Antarctic Polar Regions | A short History of the Antarctic

Dramas, Tragedies and Exploits (Page 1)



A question of Immortality...
The Belgica's adventure in the Antarctic waters was a turning point in the history of the discovery of the sixth Continent. From then on, man knew, in effect, that he was capable of enduring the rigors of the terrible southern winter; he could therefore contemplate spending a longer period on the spot and organising major ski-treks into the interior of the land. He knew also that time was of the essence and that the Antarctic - even if it was increasingly asserting itself as a gigantic Continent - was sooner or later going to be crossed and its pole conquered.

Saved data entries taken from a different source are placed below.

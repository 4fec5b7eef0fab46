use crate::{
    error::AppError,
    models::{User, UserRole},
    utils::jwt::decode_jwt,
};
use axum::{extract::Request, http::HeaderMap, middleware::Next, response::Response, Extension};
use sea_orm::{DatabaseConnection, EntityTrait};

/// Extracted user information from JWT token
#[derive(Debug, Clone)]
pub struct AuthUser {
    pub user_id: String,
}

/// JWT authentication middleware
///
/// Verifies the bearer token, checks the account is still active, and adds
/// user info to request extensions.
pub async fn auth_middleware(
    Extension(db): Extension<DatabaseConnection>,
    headers: HeaderMap,
    mut request: Request,
    next: Next,
) -> Result<Response, AppError> {
    let token = extract_bearer_token(&headers).ok_or(AppError::Unauthorized)?;

    let claims = decode_jwt(&token).map_err(|_| AppError::Unauthorized)?;

    let user_id: i32 = claims
        .sub
        .parse()
        .map_err(|_| AppError::Validation("Invalid user ID in token".to_string()))?;

    let user = User::find_by_id(user_id)
        .one(&db)
        .await?
        .ok_or(AppError::Unauthorized)?;

    // Deactivated accounts keep their credentials but lose access.
    if !user.is_active {
        return Err(AppError::Forbidden);
    }

    let auth_user = AuthUser {
        user_id: claims.sub,
    };
    request.extensions_mut().insert(auth_user);

    Ok(next.run(request).await)
}

fn extract_bearer_token(headers: &HeaderMap) -> Option<String> {
    let auth_header = headers
        .get(axum::http::header::AUTHORIZATION)
        .and_then(|h| h.to_str().ok())?;

    let token = auth_header.strip_prefix("Bearer ")?;
    if token.is_empty() {
        None
    } else {
        Some(token.to_string())
    }
}

/// Best-effort identification on public routes (e.g. search logging):
/// a valid bearer token yields the user id, anything else yields None.
pub fn optional_user_id(headers: &HeaderMap) -> Option<i32> {
    let token = extract_bearer_token(headers)?;
    let claims = decode_jwt(&token).ok()?;
    claims.sub.parse().ok()
}

/// Parse user_id from AuthUser string to i32
pub fn parse_user_id(auth_user: &AuthUser) -> crate::error::AppResult<i32> {
    auth_user
        .user_id
        .parse()
        .map_err(|_| AppError::Validation("Invalid user ID".to_string()))
}

/// Verify the current user is an admin or moderator. Returns the user id.
pub async fn require_moderator(
    db: &DatabaseConnection,
    auth_user: &AuthUser,
) -> crate::error::AppResult<i32> {
    let user_id = parse_user_id(auth_user)?;
    let user = User::find_by_id(user_id)
        .one(db)
        .await?
        .ok_or(AppError::Unauthorized)?;
    if !user.role.can_moderate() {
        return Err(AppError::Forbidden);
    }
    Ok(user_id)
}

/// Verify the current user has the admin role exactly (the super-admin
/// tier; moderators are not enough). Returns the user id.
pub async fn require_admin(
    db: &DatabaseConnection,
    auth_user: &AuthUser,
) -> crate::error::AppResult<i32> {
    let user_id = parse_user_id(auth_user)?;
    let user = User::find_by_id(user_id)
        .one(db)
        .await?
        .ok_or(AppError::Unauthorized)?;
    if user.role != UserRole::Admin {
        return Err(AppError::Forbidden);
    }
    Ok(user_id)
}

/// Extractor for AuthUser from request extensions
use axum::extract::FromRequestParts;

impl<S> FromRequestParts<S> for AuthUser
where
    S: Send + Sync,
{
    type Rejection = AppError;

    async fn from_request_parts(
        parts: &mut axum::http::request::Parts,
        _state: &S,
    ) -> Result<Self, Self::Rejection> {
        parts
            .extensions
            .get::<AuthUser>()
            .cloned()
            .ok_or(AppError::Unauthorized)
    }
}
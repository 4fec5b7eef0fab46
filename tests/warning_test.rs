mod common;

use common::{approve_warning, create_test_user, create_test_warning, make_admin, spawn_app};

#[tokio::test]
async fn created_warning_round_trips_after_approval() {
    let app = spawn_app().await;
    let (_user_id, token) = create_test_user(&app, "reporter").await;
    let (admin_id, admin_token) = create_test_user(&app, "mod").await;
    make_admin(&app.db, admin_id).await;

    let resp = app
        .client
        .post(app.url("/warnings"))
        .bearer_auth(&token)
        .json(&serde_json::json!({
            "title": "Fake phone shop",
            "scammer_name": "Nguyen Van Roundtrip",
            "bank_account": "111222333444",
            "bank_name": "ACB",
            "facebook_link": "https://facebook.com/fakeshop",
            "content": "Paid for a phone, got a brick",
            "category": "ecommerce",
            "evidence_images": ["/uploads/evidence/a.jpg", "/uploads/evidence/b.jpg"]
        }))
        .send()
        .await
        .unwrap();
    assert_eq!(resp.status(), 200);

    let body: serde_json::Value = resp.json().await.unwrap();
    let warning_id = body["data"]["id"].as_i64().unwrap() as i32;
    assert_eq!(body["data"]["status"], "pending");
    assert_eq!(body["data"]["warning_count"], 1);
    assert_eq!(body["data"]["view_count"], 0);

    // Pending warnings do not exist publicly.
    let resp = app
        .client
        .get(app.url(&format!("/warnings/{}", warning_id)))
        .send()
        .await
        .unwrap();
    assert_eq!(resp.status(), 404);

    approve_warning(&app, &admin_token, warning_id).await;

    let resp = app
        .client
        .get(app.url(&format!("/warnings/{}", warning_id)))
        .send()
        .await
        .unwrap();
    assert_eq!(resp.status(), 200);

    let body: serde_json::Value = resp.json().await.unwrap();
    let data = &body["data"];
    assert_eq!(data["title"], "Fake phone shop");
    assert_eq!(data["scammer_name"], "Nguyen Van Roundtrip");
    assert_eq!(data["bank_account"], "111222333444");
    assert_eq!(data["bank_name"], "ACB");
    assert_eq!(data["facebook_link"], "https://facebook.com/fakeshop");
    assert_eq!(data["category"], "ecommerce");
    assert_eq!(data["status"], "approved");
    assert_eq!(
        data["evidence_images"],
        serde_json::json!(["/uploads/evidence/a.jpg", "/uploads/evidence/b.jpg"])
    );
    // Server-assigned fields
    assert_eq!(data["warning_count"], 1);
    assert_eq!(data["view_count"], 1); // the public fetch itself counted
}

#[tokio::test]
async fn public_list_excludes_unapproved() {
    let app = spawn_app().await;
    let (_user_id, token) = create_test_user(&app, "lister").await;
    let (admin_id, admin_token) = create_test_user(&app, "lister_mod").await;
    make_admin(&app.db, admin_id).await;

    let pending = create_test_warning(&app, &token, "Pending Person", None).await;
    let approved = create_test_warning(&app, &token, "Approved Person", None).await;
    approve_warning(&app, &admin_token, approved).await;

    let resp = app.client.get(app.url("/warnings")).send().await.unwrap();
    assert_eq!(resp.status(), 200);

    let body: serde_json::Value = resp.json().await.unwrap();
    let items = body["data"]["items"].as_array().unwrap();
    assert_eq!(items.len(), 1);
    assert_eq!(items[0]["id"].as_i64().unwrap() as i32, approved);
    assert!(items.iter().all(|w| w["id"].as_i64().unwrap() as i32 != pending));
}

#[tokio::test]
async fn fallback_search_by_phone_matches_bank_account() {
    // The test harness points the index at a closed port, so this
    // exercises the database fallback path end to end.
    let app = spawn_app().await;
    let (_user_id, token) = create_test_user(&app, "searcher").await;
    let (admin_id, admin_token) = create_test_user(&app, "searcher_mod").await;
    make_admin(&app.db, admin_id).await;

    let a = create_test_warning(&app, &token, "Search Target", Some("0901234567")).await;
    approve_warning(&app, &admin_token, a).await;
    let b = create_test_warning(&app, &token, "Other Account", Some("5556667778")).await;
    approve_warning(&app, &admin_token, b).await;
    // Matching but unapproved: must not appear.
    create_test_warning(&app, &token, "Hidden Match", Some("0901234567")).await;

    let resp = app
        .client
        .get(app.url("/warnings/search"))
        .query(&[("query", "0901234567"), ("search_type", "phone")])
        .send()
        .await
        .unwrap();
    assert_eq!(resp.status(), 200);

    let body: serde_json::Value = resp.json().await.unwrap();
    let items = body["data"]["items"].as_array().unwrap();
    assert_eq!(items.len(), 1);
    assert_eq!(items[0]["id"].as_i64().unwrap() as i32, a);
    // The read-path counter bump is reflected in the returned record.
    assert_eq!(items[0]["search_count"], 1);
}

#[tokio::test]
async fn fallback_search_orders_by_recency() {
    let app = spawn_app().await;
    let (_user_id, token) = create_test_user(&app, "recency").await;
    let (admin_id, admin_token) = create_test_user(&app, "recency_mod").await;
    make_admin(&app.db, admin_id).await;

    let older = create_test_warning(&app, &token, "Recency Suspect One", None).await;
    approve_warning(&app, &admin_token, older).await;
    let newer = create_test_warning(&app, &token, "Recency Suspect Two", None).await;
    approve_warning(&app, &admin_token, newer).await;

    let resp = app
        .client
        .get(app.url("/warnings/search"))
        .query(&[("query", "Recency Suspect")])
        .send()
        .await
        .unwrap();
    assert_eq!(resp.status(), 200);

    let body: serde_json::Value = resp.json().await.unwrap();
    let items = body["data"]["items"].as_array().unwrap();
    assert_eq!(items.len(), 2);
    assert_eq!(items[0]["id"].as_i64().unwrap() as i32, newer);
    assert_eq!(items[1]["id"].as_i64().unwrap() as i32, older);
}

#[tokio::test]
async fn empty_search_query_is_rejected() {
    let app = spawn_app().await;

    let resp = app
        .client
        .get(app.url("/warnings/search"))
        .query(&[("query", "  ")])
        .send()
        .await
        .unwrap();
    assert_eq!(resp.status(), 400);
}

#[tokio::test]
async fn suggest_falls_back_to_distinct_names() {
    let app = spawn_app().await;
    let (_user_id, token) = create_test_user(&app, "suggester").await;
    let (admin_id, admin_token) = create_test_user(&app, "suggester_mod").await;
    make_admin(&app.db, admin_id).await;

    for _ in 0..2 {
        let id = create_test_warning(&app, &token, "Suggest Me", None).await;
        approve_warning(&app, &admin_token, id).await;
    }

    let resp = app
        .client
        .get(app.url("/warnings/search/suggest"))
        .query(&[("query", "Suggest")])
        .send()
        .await
        .unwrap();
    assert_eq!(resp.status(), 200);

    let body: serde_json::Value = resp.json().await.unwrap();
    let suggestions = body["data"]["suggestions"].as_array().unwrap();
    assert_eq!(suggestions.len(), 1); // distinct
    assert_eq!(suggestions[0], "Suggest Me");
}

#[tokio::test]
async fn my_warnings_shows_all_statuses() {
    let app = spawn_app().await;
    let (_user_id, token) = create_test_user(&app, "mine").await;

    create_test_warning(&app, &token, "My Pending One", None).await;
    create_test_warning(&app, &token, "My Pending Two", None).await;

    let resp = app
        .client
        .get(app.url("/warnings/me"))
        .bearer_auth(&token)
        .send()
        .await
        .unwrap();
    assert_eq!(resp.status(), 200);

    let body: serde_json::Value = resp.json().await.unwrap();
    assert_eq!(body["data"]["items"].as_array().unwrap().len(), 2);
}

#[tokio::test]
async fn view_count_increments_on_each_public_fetch() {
    let app = spawn_app().await;
    let (_user_id, token) = create_test_user(&app, "viewer").await;
    let (admin_id, admin_token) = create_test_user(&app, "viewer_mod").await;
    make_admin(&app.db, admin_id).await;

    let id = create_test_warning(&app, &token, "Viewed Person", None).await;
    approve_warning(&app, &admin_token, id).await;

    for expected in 1..=3 {
        let resp = app
            .client
            .get(app.url(&format!("/warnings/{}", id)))
            .send()
            .await
            .unwrap();
        let body: serde_json::Value = resp.json().await.unwrap();
        assert_eq!(body["data"]["view_count"].as_i64().unwrap(), expected);
    }
}
use crate::{
    error::{AppError, AppResult},
    models::{user, User, UserModel, UserRole},
};
use sea_orm::{
    ActiveModelTrait, ColumnTrait, DatabaseConnection, EntityTrait, PaginatorTrait, QueryFilter,
    QueryOrder,
};

pub struct UserService {
    db: DatabaseConnection,
}

pub struct ProfileUpdate {
    pub full_name: Option<String>,
    pub email: Option<String>,
    pub phone: Option<String>,
    pub zalo_contact: Option<String>,
}

pub struct AdminUserUpdate {
    pub role: Option<UserRole>,
    pub is_active: Option<bool>,
    pub is_verified: Option<bool>,
    pub full_name: Option<String>,
}

impl UserService {
    pub fn new(db: DatabaseConnection) -> Self {
        Self { db }
    }

    pub async fn get_by_id(&self, id: i32) -> AppResult<UserModel> {
        User::find_by_id(id)
            .one(&self.db)
            .await?
            .ok_or(AppError::NotFound)
    }

    /// Self-service profile update; only provided fields change.
    pub async fn update_profile(&self, user_id: i32, update: ProfileUpdate) -> AppResult<UserModel> {
        let existing = self.get_by_id(user_id).await?;
        let now = chrono::Utc::now().naive_utc();

        let mut active: user::ActiveModel = existing.into();
        if let Some(full_name) = update.full_name {
            active.full_name = sea_orm::ActiveValue::Set(Some(full_name));
        }
        if let Some(email) = update.email {
            active.email = sea_orm::ActiveValue::Set(Some(email));
        }
        if let Some(phone) = update.phone {
            active.phone = sea_orm::ActiveValue::Set(Some(phone));
        }
        if let Some(zalo) = update.zalo_contact {
            active.zalo_contact = sea_orm::ActiveValue::Set(Some(zalo));
        }
        active.updated_at = sea_orm::ActiveValue::Set(Some(now));

        let updated = active.update(&self.db).await?;
        Ok(updated)
    }

    /// Update only the avatar URL (used by upload handler).
    pub async fn update_avatar_url(&self, user_id: i32, url: &str) -> AppResult<UserModel> {
        let existing = self.get_by_id(user_id).await?;
        let now = chrono::Utc::now().naive_utc();

        let mut active: user::ActiveModel = existing.into();
        active.avatar_url = sea_orm::ActiveValue::Set(Some(url.to_string()));
        active.updated_at = sea_orm::ActiveValue::Set(Some(now));

        let updated = active.update(&self.db).await?;
        Ok(updated)
    }

    pub async fn list(
        &self,
        role: Option<UserRole>,
        is_active: Option<bool>,
        page: u64,
        per_page: u64,
    ) -> AppResult<(Vec<UserModel>, u64)> {
        let mut query = User::find();

        if let Some(role) = role {
            query = query.filter(user::Column::Role.eq(role));
        }
        if let Some(is_active) = is_active {
            query = query.filter(user::Column::IsActive.eq(is_active));
        }

        let paginator = query
            .order_by_desc(user::Column::CreatedAt)
            .paginate(&self.db, per_page);

        let total = paginator.num_items().await?;
        let users = paginator.fetch_page(page.saturating_sub(1)).await?;
        Ok((users, total))
    }

    pub async fn admin_update(&self, user_id: i32, update: AdminUserUpdate) -> AppResult<UserModel> {
        let existing = self.get_by_id(user_id).await?;
        let now = chrono::Utc::now().naive_utc();

        let mut active: user::ActiveModel = existing.into();
        if let Some(role) = update.role {
            active.role = sea_orm::ActiveValue::Set(role);
        }
        if let Some(is_active) = update.is_active {
            active.is_active = sea_orm::ActiveValue::Set(is_active);
        }
        if let Some(is_verified) = update.is_verified {
            active.is_verified = sea_orm::ActiveValue::Set(is_verified);
        }
        if let Some(full_name) = update.full_name {
            active.full_name = sea_orm::ActiveValue::Set(Some(full_name));
        }
        active.updated_at = sea_orm::ActiveValue::Set(Some(now));

        let updated = active.update(&self.db).await?;
        Ok(updated)
    }

    /// Remove a user account. Admin accounts cannot be deleted.
    pub async fn delete(&self, user_id: i32) -> AppResult<()> {
        let existing = self.get_by_id(user_id).await?;

        if existing.role == UserRole::Admin {
            return Err(AppError::Forbidden);
        }

        User::delete_by_id(user_id).exec(&self.db).await?;
        Ok(())
    }
}
use sea_orm::entity::prelude::*;
use serde::{Deserialize, Serialize};
use utoipa::ToSchema;

#[derive(Clone, Debug, PartialEq, DeriveEntityModel, Serialize, Deserialize, ToSchema)]
#[sea_orm(table_name = "comments")]
pub struct Model {
    #[sea_orm(primary_key)]
    pub id: i32,
    pub warning_id: i32,
    pub user_id: i32,
    #[sea_orm(column_type = "Text")]
    pub content: String,
    pub is_verified_victim: bool,
    pub created_at: DateTime,
    pub updated_at: Option<DateTime>,
}

#[derive(Copy, Clone, Debug, EnumIter, DeriveRelation)]
pub enum Relation {
    #[sea_orm(
        belongs_to = "super::warning::Entity",
        from = "Column::WarningId",
        to = "super::warning::Column::Id"
    )]
    Warning,
    #[sea_orm(
        belongs_to = "super::user::Entity",
        from = "Column::UserId",
        to = "super::user::Column::Id"
    )]
    User,
}

impl ActiveModelBehavior for ActiveModel {}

It was thus that the first decade of the 20th Century was to see southern expeditions at a sustained rate along the entire 20,000 kilometres of coast that represent the Antarctic shoreline. A common denominator of all these voyages; unlike what had happened during the previous century when economic interests had prevailed, all the expeditions that set off for the Antarctic after 1900 did so in the name of exploration and science.


Hunting for Firsts

  • February-December 1899 : The British expedition of the Norwegian-born Carsten Borchgrevink successfully completed the first wintering on the continent; he set up a small base not far from Cape Adare, in the Ross sea. He was also the first to use dogs for pulling sledges.
  • 14 October 1900 : The naturalist Hanson, who was a member of the Carsten Borchgrevink expedition, mysteriously died. He was the first man to be buried on the Antarctic Continent.
  • 03 February 1902 : The first balloon flight was accomplished in the Antarctic. There was on board, in particular, the famous Robert Falcon Scott. Tethered to the ground by steel lines, the balloon rose to nearly 244 metres above the ground.
  • October 1902 : During a 611-kilometre ski-trek within the Antarctic lands, Otto Nordenskjöld found the first fossils of the continent.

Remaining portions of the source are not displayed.